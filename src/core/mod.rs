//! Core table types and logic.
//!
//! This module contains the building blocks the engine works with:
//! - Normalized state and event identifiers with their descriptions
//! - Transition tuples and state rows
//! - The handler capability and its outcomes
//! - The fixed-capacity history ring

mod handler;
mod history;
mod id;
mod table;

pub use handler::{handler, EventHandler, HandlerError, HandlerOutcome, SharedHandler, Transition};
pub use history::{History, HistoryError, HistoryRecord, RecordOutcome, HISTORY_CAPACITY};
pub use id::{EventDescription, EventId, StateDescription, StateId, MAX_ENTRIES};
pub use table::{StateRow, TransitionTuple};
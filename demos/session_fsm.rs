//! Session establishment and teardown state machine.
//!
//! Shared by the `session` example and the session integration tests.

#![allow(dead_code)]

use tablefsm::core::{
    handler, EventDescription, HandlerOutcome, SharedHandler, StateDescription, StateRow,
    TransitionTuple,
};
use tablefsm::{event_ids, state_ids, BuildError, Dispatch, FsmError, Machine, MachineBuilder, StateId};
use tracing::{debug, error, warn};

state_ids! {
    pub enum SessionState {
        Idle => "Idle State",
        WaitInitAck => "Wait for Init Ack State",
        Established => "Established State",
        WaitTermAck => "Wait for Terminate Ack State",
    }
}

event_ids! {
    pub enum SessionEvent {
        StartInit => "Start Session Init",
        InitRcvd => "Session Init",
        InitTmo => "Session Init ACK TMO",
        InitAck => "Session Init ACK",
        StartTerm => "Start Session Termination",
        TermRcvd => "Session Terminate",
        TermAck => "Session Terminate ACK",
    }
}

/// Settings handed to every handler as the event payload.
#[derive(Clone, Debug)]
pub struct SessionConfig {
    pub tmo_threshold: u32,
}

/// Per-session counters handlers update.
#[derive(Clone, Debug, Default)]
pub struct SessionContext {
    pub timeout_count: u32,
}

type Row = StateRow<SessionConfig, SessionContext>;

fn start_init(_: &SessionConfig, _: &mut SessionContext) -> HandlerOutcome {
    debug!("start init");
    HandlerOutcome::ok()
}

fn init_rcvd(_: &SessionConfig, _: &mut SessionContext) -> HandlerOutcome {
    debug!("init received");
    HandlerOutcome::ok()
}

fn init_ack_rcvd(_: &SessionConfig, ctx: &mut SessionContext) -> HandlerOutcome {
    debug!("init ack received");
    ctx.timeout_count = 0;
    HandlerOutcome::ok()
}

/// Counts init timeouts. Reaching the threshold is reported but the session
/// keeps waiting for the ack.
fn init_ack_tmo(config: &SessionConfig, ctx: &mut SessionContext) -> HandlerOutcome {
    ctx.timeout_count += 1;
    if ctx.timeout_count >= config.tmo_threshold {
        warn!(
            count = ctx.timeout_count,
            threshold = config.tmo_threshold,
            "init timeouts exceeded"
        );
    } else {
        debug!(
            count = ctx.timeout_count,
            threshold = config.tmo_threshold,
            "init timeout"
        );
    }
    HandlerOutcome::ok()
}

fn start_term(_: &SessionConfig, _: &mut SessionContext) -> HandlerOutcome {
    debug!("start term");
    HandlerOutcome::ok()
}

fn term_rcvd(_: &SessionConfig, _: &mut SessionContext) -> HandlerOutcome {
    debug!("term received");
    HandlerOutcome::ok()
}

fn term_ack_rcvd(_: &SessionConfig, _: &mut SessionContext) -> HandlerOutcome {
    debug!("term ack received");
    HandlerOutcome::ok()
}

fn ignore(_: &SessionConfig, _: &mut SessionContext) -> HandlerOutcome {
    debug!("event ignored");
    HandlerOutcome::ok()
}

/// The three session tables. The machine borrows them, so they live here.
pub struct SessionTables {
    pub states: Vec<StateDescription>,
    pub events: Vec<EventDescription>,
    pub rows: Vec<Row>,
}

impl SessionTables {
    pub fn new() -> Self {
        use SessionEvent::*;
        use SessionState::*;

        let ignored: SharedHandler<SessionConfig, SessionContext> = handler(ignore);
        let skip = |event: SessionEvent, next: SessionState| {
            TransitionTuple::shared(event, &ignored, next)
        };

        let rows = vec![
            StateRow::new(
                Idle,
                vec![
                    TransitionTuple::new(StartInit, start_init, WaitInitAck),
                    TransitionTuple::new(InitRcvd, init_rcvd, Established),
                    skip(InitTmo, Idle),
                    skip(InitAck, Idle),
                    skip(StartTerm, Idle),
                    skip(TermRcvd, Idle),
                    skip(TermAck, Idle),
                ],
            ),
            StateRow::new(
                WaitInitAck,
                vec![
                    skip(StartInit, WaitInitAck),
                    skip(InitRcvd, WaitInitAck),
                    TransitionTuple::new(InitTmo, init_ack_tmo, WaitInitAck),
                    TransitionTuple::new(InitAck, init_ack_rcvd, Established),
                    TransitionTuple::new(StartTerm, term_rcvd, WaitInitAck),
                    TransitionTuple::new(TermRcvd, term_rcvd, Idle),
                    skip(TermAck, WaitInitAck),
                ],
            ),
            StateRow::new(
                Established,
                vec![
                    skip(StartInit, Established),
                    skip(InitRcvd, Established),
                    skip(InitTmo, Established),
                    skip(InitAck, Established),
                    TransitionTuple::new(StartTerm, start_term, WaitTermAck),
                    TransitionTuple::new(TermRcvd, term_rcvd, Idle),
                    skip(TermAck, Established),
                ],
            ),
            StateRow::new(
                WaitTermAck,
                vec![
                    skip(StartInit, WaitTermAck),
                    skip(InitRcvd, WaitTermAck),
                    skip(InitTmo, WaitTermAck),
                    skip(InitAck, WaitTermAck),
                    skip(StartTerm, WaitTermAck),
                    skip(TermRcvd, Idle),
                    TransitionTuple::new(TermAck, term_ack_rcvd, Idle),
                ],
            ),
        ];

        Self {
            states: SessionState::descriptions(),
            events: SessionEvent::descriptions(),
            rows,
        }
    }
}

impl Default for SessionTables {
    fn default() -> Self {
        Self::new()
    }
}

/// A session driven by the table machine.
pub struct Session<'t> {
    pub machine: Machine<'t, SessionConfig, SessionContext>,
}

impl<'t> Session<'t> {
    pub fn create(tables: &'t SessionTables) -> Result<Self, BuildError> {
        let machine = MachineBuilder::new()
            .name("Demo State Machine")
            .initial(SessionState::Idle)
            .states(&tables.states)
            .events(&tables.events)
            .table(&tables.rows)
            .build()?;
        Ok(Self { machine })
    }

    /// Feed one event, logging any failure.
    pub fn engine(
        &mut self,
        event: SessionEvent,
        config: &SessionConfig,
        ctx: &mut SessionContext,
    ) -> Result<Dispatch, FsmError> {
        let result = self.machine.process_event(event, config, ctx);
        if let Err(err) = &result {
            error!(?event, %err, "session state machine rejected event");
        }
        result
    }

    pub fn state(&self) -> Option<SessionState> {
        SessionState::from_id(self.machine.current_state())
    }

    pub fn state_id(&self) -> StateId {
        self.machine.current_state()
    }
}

...

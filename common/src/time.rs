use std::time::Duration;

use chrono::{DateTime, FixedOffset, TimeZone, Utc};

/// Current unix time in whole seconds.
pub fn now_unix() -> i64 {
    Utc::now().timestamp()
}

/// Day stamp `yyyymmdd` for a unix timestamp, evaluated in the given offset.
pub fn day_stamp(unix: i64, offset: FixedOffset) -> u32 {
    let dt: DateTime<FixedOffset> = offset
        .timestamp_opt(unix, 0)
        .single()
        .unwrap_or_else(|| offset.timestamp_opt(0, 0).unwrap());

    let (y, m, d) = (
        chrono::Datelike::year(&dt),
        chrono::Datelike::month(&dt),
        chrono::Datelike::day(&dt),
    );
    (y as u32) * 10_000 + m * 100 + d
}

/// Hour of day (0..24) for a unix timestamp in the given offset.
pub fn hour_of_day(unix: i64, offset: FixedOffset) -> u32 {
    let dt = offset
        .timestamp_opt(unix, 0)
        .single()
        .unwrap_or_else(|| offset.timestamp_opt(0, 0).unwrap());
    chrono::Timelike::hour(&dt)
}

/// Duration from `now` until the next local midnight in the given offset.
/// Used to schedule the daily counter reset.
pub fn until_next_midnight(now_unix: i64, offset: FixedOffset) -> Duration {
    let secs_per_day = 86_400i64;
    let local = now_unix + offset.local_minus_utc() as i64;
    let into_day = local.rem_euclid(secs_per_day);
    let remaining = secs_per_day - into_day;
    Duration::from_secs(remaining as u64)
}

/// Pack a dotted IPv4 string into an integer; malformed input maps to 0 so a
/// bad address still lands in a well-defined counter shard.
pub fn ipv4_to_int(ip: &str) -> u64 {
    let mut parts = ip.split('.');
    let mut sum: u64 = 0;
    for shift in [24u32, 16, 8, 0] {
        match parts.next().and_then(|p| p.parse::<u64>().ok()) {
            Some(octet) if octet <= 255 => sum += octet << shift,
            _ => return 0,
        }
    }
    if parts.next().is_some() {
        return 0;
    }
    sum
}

(What the task asks)
Scan the material above for lines that contain the string "timeouts", and copy each such line.

(Output of the task)
/// Counts init timeouts. Reaching the threshold is reported but the session
            "init timeouts exceeded"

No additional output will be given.